The franchise was also referenced in the Civilization series of strategy video games that had partially inspired X-COM in first place. The original game received an unofficial sequel in the 1997 expansion set Civ II: Fantastic Worlds for MicroProse's Civilization II, in a scenario set on the Phobos moon of Mars. Firaxis' Civilization V features a unit type named XCOM Squad.

=== Fan games ===
Fan-remake projects for UFO: Enemy Unknown have included X-com - Last Hope (a mod of Half-Life 2 released in 2006), UFO: The Two Sides (development halted in 2011 due to copyright issues), UFO: Cydonia's Fall (canceled in 2012), X-COM: Origin (canceled in 2013), and The Rebel Squad (an also defunct project by Sam Liu).

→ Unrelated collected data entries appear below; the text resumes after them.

//! Connect / message / ping / close handling for a chat connection.
//!
//! Every operation returns a [`ProtocolResponse`] for the transport to act on. The
//! transport decides how to surface errors; user-facing failures of the engine are turned
//! into fixed payloads here and never leave as raw errors.

use super::finalizer::{FinalizeParams, CHAT_JOB_TYPE};
use super::history::ChatHistoryManager;
use super::models::{MessageGate, SessionState};
use super::reply::{ChatReply, ReplyError, ESCALATE_CRISIS, PLEASE_REPEAT};
use super::store::ChatStateGateway;
use crate::conversation::{ChatMessage, ConversationEngine, EngineError};
use crate::future_jobs::JobStore;
use crate::server::metrics;
use crate::user::{UserId, UserStore};
use serde::Serialize;
use serde_json::Value;
use std::sync::Arc;
use std::time::Duration;
use thiserror::Error;
use tracing::{debug, error, info, warn};
use uuid::Uuid;

pub const NOTIFY_NEW_CONVERSATION: &str = "new_conversation";
pub const NOTIFY_EXISTING_CONVERSATION: &str = "existing_conversation";
pub const NOTIFY_CONVERSATION_FINISHED: &str = "conversation_finished";
pub const NOTIFY_CONVERSATION_ARCHIVED: &str = "conversation_archived";

const CHAT_ACTION: &str = "chat";
const PING_ACTION: &str = "ping";
const NO_PAYLOAD: &str = "none";

#[derive(Debug, Clone)]
pub struct ChatSettings {
    /// Inactivity after which a session is finished.
    pub idle_timeout: Duration,
    /// Instruction set the engine is started with.
    pub instruction_key: String,
}

impl Default for ChatSettings {
    fn default() -> Self {
        Self {
            idle_timeout: Duration::from_secs(30 * 60),
            instruction_key: "interactive_chat".to_string(),
        }
    }
}

#[derive(Debug, Clone, Copy, PartialEq, Eq, Serialize)]
#[serde(rename_all = "lowercase")]
pub enum ResponseAction {
    Data,
    Notify,
    Reject,
    Noop,
}

impl ResponseAction {
    pub fn as_str(&self) -> &'static str {
        match self {
            ResponseAction::Data => "data",
            ResponseAction::Notify => "notify",
            ResponseAction::Reject => "reject",
            ResponseAction::Noop => "noop",
        }
    }
}

/// Outbound envelope. `quiet` and `close` steer the transport and are never serialized.
#[derive(Debug, Clone, PartialEq, Eq, Serialize)]
pub struct ProtocolResponse {
    pub action: ResponseAction,
    pub payload: String,
    pub session_id: String,
    pub message_id: String,
    #[serde(skip)]
    pub quiet: bool,
    #[serde(skip)]
    pub close: bool,
}

impl ProtocolResponse {
    fn new(action: ResponseAction, payload: impl Into<String>, session_id: &str) -> Self {
        Self {
            action,
            payload: payload.into(),
            session_id: session_id.to_string(),
            message_id: Uuid::new_v4().to_string(),
            quiet: false,
            close: false,
        }
    }

    pub fn notify(session_id: &str, payload: &str) -> Self {
        Self::new(ResponseAction::Notify, payload, session_id)
    }

    pub fn data(session_id: &str, message_id: &str, payload: impl Into<String>) -> Self {
        Self {
            message_id: message_id.to_string(),
            ..Self::new(ResponseAction::Data, payload, session_id)
        }
    }

    /// Sent, then the connection is closed.
    pub fn closing(session_id: &str, action: ResponseAction, payload: &str) -> Self {
        Self {
            close: true,
            ..Self::new(action, payload, session_id)
        }
    }

    /// Not sent.
    pub fn noop(session_id: &str) -> Self {
        Self {
            quiet: true,
            ..Self::new(ResponseAction::Noop, NO_PAYLOAD, session_id)
        }
    }

    /// Not sent, and the connection is closed.
    pub fn reject(session_id: &str) -> Self {
        Self {
            quiet: true,
            close: true,
            ..Self::new(ResponseAction::Reject, NO_PAYLOAD, session_id)
        }
    }
}

#[derive(Debug, Clone, PartialEq)]
pub struct ConnectRequest {
    /// Session id proposed by the client, or a fresh one.
    pub connect_id: String,
    pub user_id: Option<UserId>,
}

#[derive(Debug, Clone, PartialEq)]
pub struct MessageRequest {
    pub action: String,
    pub payload: Value,
    pub session_id: String,
    pub message_id: String,
    pub user_id: Option<UserId>,
}

#[derive(Debug, Clone, PartialEq)]
pub struct PingRequest {
    pub session_id: String,
    pub message_id: String,
    pub user_id: Option<UserId>,
}

#[derive(Debug, Error)]
pub enum ProtocolError {
    #[error("Invalid action {0}")]
    InvalidAction(String),
    #[error("Payload is empty")]
    EmptyPayload,
    #[error("Chat {0} not found")]
    SessionNotFound(String),
    #[error("Invalid engine reply: {0}")]
    InvalidReply(#[from] ReplyError),
    #[error("Engine failure: {0}")]
    Engine(#[from] EngineError),
    #[error("Storage failure: {0:#}")]
    Storage(#[from] anyhow::Error),
}

pub struct ChatProtocol {
    chats: Arc<dyn ChatStateGateway>,
    users: Arc<dyn UserStore>,
    jobs: Arc<dyn JobStore>,
    engine: Arc<dyn ConversationEngine>,
    settings: ChatSettings,
}

impl ChatProtocol {
    pub fn new(
        chats: Arc<dyn ChatStateGateway>,
        users: Arc<dyn UserStore>,
        jobs: Arc<dyn JobStore>,
        engine: Arc<dyn ConversationEngine>,
        settings: ChatSettings,
    ) -> Self {
        Self {
            chats,
            users,
            jobs,
            engine,
            settings,
        }
    }

    pub fn chats(&self) -> &Arc<dyn ChatStateGateway> {
        &self.chats
    }

    pub fn jobs(&self) -> &Arc<dyn JobStore> {
        &self.jobs
    }

    /// Resolves the session a new connection is bound to. The returned response carries
    /// the session id the connection must use from then on.
    pub async fn connect(
        &self,
        request: ConnectRequest,
    ) -> Result<ProtocolResponse, ProtocolError> {
        let result = self.handle_connect(request);
        record("connect", &result);
        result
    }

    pub async fn message(
        &self,
        request: MessageRequest,
    ) -> Result<ProtocolResponse, ProtocolError> {
        let result = self.handle_message(request).await;
        record("message", &result);
        result
    }

    pub async fn ping(&self, request: PingRequest) -> Result<ProtocolResponse, ProtocolError> {
        let result = self.handle_ping(request);
        record("ping", &result);
        result
    }

    /// Releases engine resources of the session. Never touches the session row.
    pub async fn close(&self, session_id: &str) {
        metrics::record_protocol_event("close", "ok");
        if let Err(e) = self.engine.close(session_id).await {
            error!("Failed to close conversation {}: {}", session_id, e);
        }
    }

    fn authorize(&self, user_id: Option<UserId>) -> Result<Option<UserId>, ProtocolError> {
        let Some(user_id) = user_id else {
            return Ok(None);
        };
        if self.users.user_exists(user_id)? {
            Ok(Some(user_id))
        } else {
            Ok(None)
        }
    }

    fn handle_connect(&self, request: ConnectRequest) -> Result<ProtocolResponse, ProtocolError> {
        let Some(user_id) = self.authorize(request.user_id)? else {
            info!("Unauthorized connect for {}", request.connect_id);
            return Ok(ProtocolResponse::reject(&request.connect_id));
        };

        let mut connect_id = request.connect_id;
        if let Some(requested) = self.chats.get_session(&connect_id)? {
            if requested.user_id != user_id {
                warn!(
                    "User {} asked for chat {} owned by someone else",
                    user_id, connect_id
                );
                connect_id = Uuid::new_v4().to_string();
            } else if requested.state() == SessionState::Archived {
                info!("Chat {} is archived, closing connection", connect_id);
                return Ok(ProtocolResponse::closing(
                    &connect_id,
                    ResponseAction::Notify,
                    NOTIFY_CONVERSATION_ARCHIVED,
                ));
            }
        }

        let Some(session) = self.chats.latest_open_session(user_id)? else {
            self.chats.create_session(user_id, &connect_id)?;
            info!("Started chat {} for user {}", connect_id, user_id);
            return Ok(ProtocolResponse::notify(
                &connect_id,
                NOTIFY_NEW_CONVERSATION,
            ));
        };

        debug!(
            "User {} rejoins chat {} ({:?})",
            user_id,
            session.session_id,
            session.state()
        );
        let payload = match session.state() {
            SessionState::Finished => NOTIFY_CONVERSATION_FINISHED,
            _ => NOTIFY_EXISTING_CONVERSATION,
        };
        Ok(ProtocolResponse::notify(&session.session_id, payload))
    }

    async fn handle_message(
        &self,
        request: MessageRequest,
    ) -> Result<ProtocolResponse, ProtocolError> {
        let session_id = request.session_id.as_str();
        let Some(user_id) = self.authorize(request.user_id)? else {
            info!("Unauthorized message on {}", session_id);
            return Ok(ProtocolResponse::reject(session_id));
        };

        if request.action != CHAT_ACTION {
            if request.action == PING_ACTION {
                return Ok(ProtocolResponse::noop(session_id));
            }
            return Err(ProtocolError::InvalidAction(request.action));
        }

        let content = match &request.payload {
            Value::String(content) if !content.is_empty() => content.as_str(),
            _ => return Err(ProtocolError::EmptyPayload),
        };

        match self.chats.reactivate_for_message(user_id, session_id)? {
            MessageGate::Missing => {
                return Err(ProtocolError::SessionNotFound(session_id.to_string()))
            }
            MessageGate::Archived => {
                info!("Rejecting message on archived chat {}", session_id);
                return Ok(ProtocolResponse::reject(session_id));
            }
            MessageGate::Reactivated(_) => info!("Chat {} reactivated by a message", session_id),
            MessageGate::Active(_) => {}
        }

        self.arm_idle_timer(user_id, session_id)?;

        let history = Arc::new(ChatHistoryManager::new(self.chats.clone(), session_id));
        let mut conversation = self
            .engine
            .start_conversation(history, &self.settings.instruction_key, session_id)
            .await?;

        let outcome = conversation
            .request(ChatMessage::user(session_id, &request.message_id, content))
            .await;
        match outcome {
            Ok(reply) => {
                ChatReply::parse(&reply.content)?;
                debug!("Chat {} reply {}: {}", session_id, reply.id, reply.content);
                Ok(ProtocolResponse::data(session_id, &reply.id, reply.content))
            }
            Err(e) => {
                metrics::record_engine_failure(e.kind());
                match e {
                    EngineError::PromptBlocked(_) | EngineError::ContentBlocked(_) => {
                        info!("Chat {} blocked by the engine: {}", session_id, e);
                        fixed_reply(session_id, ESCALATE_CRISIS)
                    }
                    EngineError::EmptyResponse => {
                        info!("Empty engine reply on chat {}", session_id);
                        fixed_reply(session_id, PLEASE_REPEAT)
                    }
                    EngineError::Other(_) => Err(e.into()),
                }
            }
        }
    }

    fn handle_ping(&self, request: PingRequest) -> Result<ProtocolResponse, ProtocolError> {
        let session_id = request.session_id.as_str();
        let Some(user_id) = self.authorize(request.user_id)? else {
            info!("Unauthorized ping on {}", session_id);
            return Ok(ProtocolResponse::reject(session_id));
        };

        let Some(session) = self.chats.get_user_session(user_id, session_id)? else {
            return Err(ProtocolError::SessionNotFound(session_id.to_string()));
        };

        Ok(match session.state() {
            SessionState::Archived => ProtocolResponse::closing(
                session_id,
                ResponseAction::Notify,
                NOTIFY_CONVERSATION_ARCHIVED,
            ),
            SessionState::Finished => {
                ProtocolResponse::notify(session_id, NOTIFY_CONVERSATION_FINISHED)
            }
            SessionState::Active => ProtocolResponse::noop(session_id),
        })
    }

    /// Pushes the idle timer of the session `idle_timeout` into the future, creating it
    /// when missing and re-arming it when it already ran.
    fn arm_idle_timer(&self, user_id: UserId, session_id: &str) -> Result<(), ProtocolError> {
        let params = serde_json::to_string(&FinalizeParams {
            user_id,
            conversation_id: session_id.to_string(),
        })
        .map_err(anyhow::Error::from)?;
        let job = self.jobs.upsert_schedule(
            CHAT_JOB_TYPE,
            &params,
            self.settings.idle_timeout,
            session_id,
        )?;
        debug!(
            "Idle timer {} of chat {} due at {}",
            job.id, session_id, job.triggered_at
        );
        Ok(())
    }
}

fn fixed_reply(session_id: &str, data: &str) -> Result<ProtocolResponse, ProtocolError> {
    let payload = ChatReply::action(data)
        .to_payload()
        .map_err(anyhow::Error::from)?;
    Ok(ProtocolResponse::data(
        session_id,
        &Uuid::new_v4().to_string(),
        payload,
    ))
}

fn record(event: &str, result: &Result<ProtocolResponse, ProtocolError>) {
    let outcome = match result {
        Ok(response) => response.action.as_str(),
        Err(_) => "error",
    };
    metrics::record_protocol_event(event, outcome);
}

- UFO: Alien Invasion is an open source, cross-platform, 3D strategy / turn-based tactics fan game heavily influenced by the X-COM series.
  - A similar open source game, but which never left a pre-release phase (last updated in 2011) was X-Force: Fight for Destiny.
  - Another, Project Xenocide, was aborted in 2010.
- Xenowar is an open source, simple tactical game for Android and Windows.
- X-Com: Tactical is a board game reproducing the squad tactics element of the first game.

== See also ==
- Laser Squad: a science fiction tactical game by the original creators of X-COM and an immediate predecessor of X-COM (UFO: Enemy Unknown originally began development as Laser Squad 2).
- Rebelstar series: precursor games to both Laser Squad and the X-COM series, also created by the same developers.